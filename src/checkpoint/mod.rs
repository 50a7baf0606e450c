//! The reset orchestrator.
//!
//! A [`Checkpoint`] discovers the schema on its first [`reset`](Checkpoint::reset),
//! renders a [`ResetPlan`] through its [`DbAdapter`], and caches it for the
//! rest of its life. Every reset then runs up to three transactions, each
//! committed before the next begins:
//!
//! 1. suspend system versioning on temporal tables (if any were found),
//! 2. delete (and optionally reseed) every planned table,
//! 3. resume system versioning.
//!
//! A timeout cancels the statement in flight and rolls back. A COMMIT that
//! times out may still have been applied by the server; see
//! [`ResetError::is_commit_in_doubt`].
//!
//! A failure rolls back only the transaction in progress. If the delete phase
//! fails after versioning was suspended, versioning stays off unless
//! [`ResetConfig::restore_versioning_on_failure`] is set.
//!
//! The plan is held in a `tokio::sync::OnceCell`, so concurrent first resets
//! on one instance build it exactly once. Schema changes made after the plan
//! is built are not picked up; construct a new `Checkpoint` instead.

pub mod discovery;
pub mod plan;

use std::future::Future;
use std::sync::atomic::{AtomicBool, Ordering};
use std::sync::Arc;
use std::time::Duration;

use tokio::sync::OnceCell;

use crate::config::ResetConfig;
use crate::db::{Connection, DbError, DbResult};
use crate::dialect::DbAdapter;
use crate::error::{Phase, ResetError, ResetResult, Step};

pub use discovery::Metadata;
pub use plan::ResetPlan;

/// Lifecycle of a [`Checkpoint`].
#[derive(Debug, Clone, Copy, PartialEq, Eq)]
pub enum CheckpointState {
    /// No plan yet; the next reset discovers the schema.
    Unconfigured,
    /// Plan cached, no reset has completed yet.
    PlanBuilt,
    /// At least one reset completed with the cached plan.
    Ready,
}

pub struct Checkpoint {
    config: ResetConfig,
    adapter: Arc<dyn DbAdapter>,
    plan: OnceCell<ResetPlan>,
    ready: AtomicBool,
}

impl std::fmt::Debug for Checkpoint {
    fn fmt(&self, f: &mut std::fmt::Formatter<'_>) -> std::fmt::Result {
        f.debug_struct("Checkpoint")
            .field("adapter", &self.adapter.name())
            .field("state", &self.state())
            .finish_non_exhaustive()
    }
}

impl Checkpoint {
    /// A checkpoint using the adapter for `config.dialect`.
    pub fn new(config: ResetConfig) -> Self {
        let adapter = config.dialect.adapter();
        Self::with_adapter(config, adapter)
    }

    /// A checkpoint using a caller-supplied adapter; `config.dialect` is ignored.
    pub fn with_adapter(config: ResetConfig, adapter: Arc<dyn DbAdapter>) -> Self {
        Self {
            config,
            adapter,
            plan: OnceCell::new(),
            ready: AtomicBool::new(false),
        }
    }

    pub fn config(&self) -> &ResetConfig {
        &self.config
    }

    pub fn adapter(&self) -> &dyn DbAdapter {
        self.adapter.as_ref()
    }

    pub fn state(&self) -> CheckpointState {
        if !self.plan.initialized() {
            CheckpointState::Unconfigured
        } else if self.ready.load(Ordering::Acquire) {
            CheckpointState::Ready
        } else {
            CheckpointState::PlanBuilt
        }
    }

    /// The cached plan, once built.
    pub fn plan(&self) -> Option<&ResetPlan> {
        self.plan.get()
    }

    pub fn delete_sql(&self) -> Option<&str> {
        self.plan().map(|p| p.delete_sql.as_str())
    }

    pub fn reseed_sql(&self) -> Option<&str> {
        self.plan().and_then(|p| p.reseed_sql.as_deref())
    }

    /// Build and cache the plan without deleting anything. Call once before
    /// sharing the checkpoint between concurrent callers.
    pub async fn warm(&self, conn: &mut dyn Connection) -> ResetResult<&ResetPlan> {
        self.plan
            .get_or_try_init(move || async move {
                tracing::info!(
                    dialect = self.adapter.name(),
                    database = ?conn.database_name(),
                    "building reset plan"
                );
                let metadata = discovery::discover(conn, self.adapter.as_ref(), &self.config).await?;
                let plan = ResetPlan::render(metadata, self.adapter.as_ref(), &self.config)?;
                tracing::info!(
                    tables = plan.deleted.len(),
                    cycles = plan.deletion.cycles.len(),
                    temporal_tables = plan.temporal_tables.len(),
                    "reset plan built"
                );
                Ok::<_, ResetError>(plan)
            })
            .await
    }

    /// Empty every planned table.
    pub async fn reset(&self, conn: &mut dyn Connection) -> ResetResult<()> {
        let plan = self.warm(conn).await?;

        let versioning = if plan.temporal_tables.is_empty() {
            None
        } else {
            self.adapter.versioning()
        };

        if let Some(versioning) = versioning {
            let sql = versioning.suspend_sql(&plan.temporal_tables);
            self.run_phase(conn, Phase::SuspendVersioning, &[sql.as_str()])
                .await?;
        }

        let mut statements = Vec::with_capacity(2);
        if !plan.delete_sql.is_empty() {
            statements.push(plan.delete_sql.as_str());
        }
        if let Some(reseed) = plan.reseed_sql.as_deref() {
            statements.push(reseed);
        }

        if let Err(err) = self.run_phase(conn, Phase::Delete, &statements).await {
            if let Some(versioning) = versioning.filter(|_| self.config.restore_versioning_on_failure) {
                tracing::warn!("delete failed, resuming system versioning");
                let sql = versioning.resume_sql(&plan.temporal_tables);
                if let Err(restore) = self
                    .run_phase(conn, Phase::ResumeVersioning, &[sql.as_str()])
                    .await
                {
                    tracing::error!(error = %restore, "could not resume system versioning");
                }
            }
            return Err(err);
        }

        if let Some(versioning) = versioning {
            let sql = versioning.resume_sql(&plan.temporal_tables);
            self.run_phase(conn, Phase::ResumeVersioning, &[sql.as_str()])
                .await?;
        }

        self.ready.store(true, Ordering::Release);
        tracing::info!(tables = plan.deleted.len(), "database reset");
        Ok(())
    }

    /// Run `statements` inside one transaction and commit it.
    async fn run_phase(
        &self,
        conn: &mut dyn Connection,
        phase: Phase,
        statements: &[&str],
    ) -> ResetResult<()> {
        if statements.is_empty() {
            return Ok(());
        }
        let timeout = self.config.command_timeout();
        tracing::debug!(%phase, statements = statements.len(), "starting phase");

        let begun = timed(timeout, conn.begin()).await;
        if let Err(source) = begun {
            // An abandoned BEGIN can still land after the timeout.
            if matches!(source, DbError::Timeout(_)) {
                return Err(abort_phase(conn, timeout, phase, Step::Begin, source).await);
            }
            return Err(ResetError::Execution {
                phase,
                step: Step::Begin,
                source,
            });
        }

        for (i, sql) in statements.iter().enumerate() {
            let executed = timed(timeout, conn.execute(sql)).await;
            if let Err(source) = executed {
                return Err(abort_phase(conn, timeout, phase, Step::Statement(i + 1), source).await);
            }
        }

        let committed = timed(timeout, conn.commit()).await;
        if let Err(source) = committed {
            return Err(abort_phase(conn, timeout, phase, Step::Commit, source).await);
        }

        tracing::debug!(%phase, "phase committed");
        Ok(())
    }
}

/// Await `fut`, failing with [`DbError::Timeout`] once `limit` elapses.
pub(crate) async fn timed<T>(
    limit: Option<Duration>,
    fut: impl Future<Output = DbResult<T>>,
) -> DbResult<T> {
    match limit {
        Some(limit) => tokio::time::timeout(limit, fut)
            .await
            .unwrap_or(Err(DbError::Timeout(limit))),
        None => fut.await,
    }
}

/// Roll back the transaction of a failed phase and build the error to return.
async fn abort_phase(
    conn: &mut dyn Connection,
    timeout: Option<Duration>,
    phase: Phase,
    step: Step,
    source: DbError,
) -> ResetError {
    if matches!(source, DbError::Timeout(_)) {
        conn.cancel();
    }
    tracing::warn!(%phase, %step, error = %source, "rolling back phase");

    match timed(timeout, conn.rollback()).await {
        Ok(()) => ResetError::Execution {
            phase,
            step,
            source,
        },
        Err(rollback) => ResetError::Rollback {
            phase,
            step,
            original: Box::new(source),
            source: rollback,
        },
    }
}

## WORK INSTRUCTION
Should a line in the material contain "ResetConfig", copy it.

## SOLUTION TO THIS PROBLEM
//! [`ResetConfig::restore_versioning_on_failure`] is set.
use crate::config::ResetConfig;
    config: ResetConfig,
    pub fn new(config: ResetConfig) -> Self {
    pub fn with_adapter(config: ResetConfig, adapter: Arc<dyn DbAdapter>) -> Self {
    pub fn config(&self) -> &ResetConfig {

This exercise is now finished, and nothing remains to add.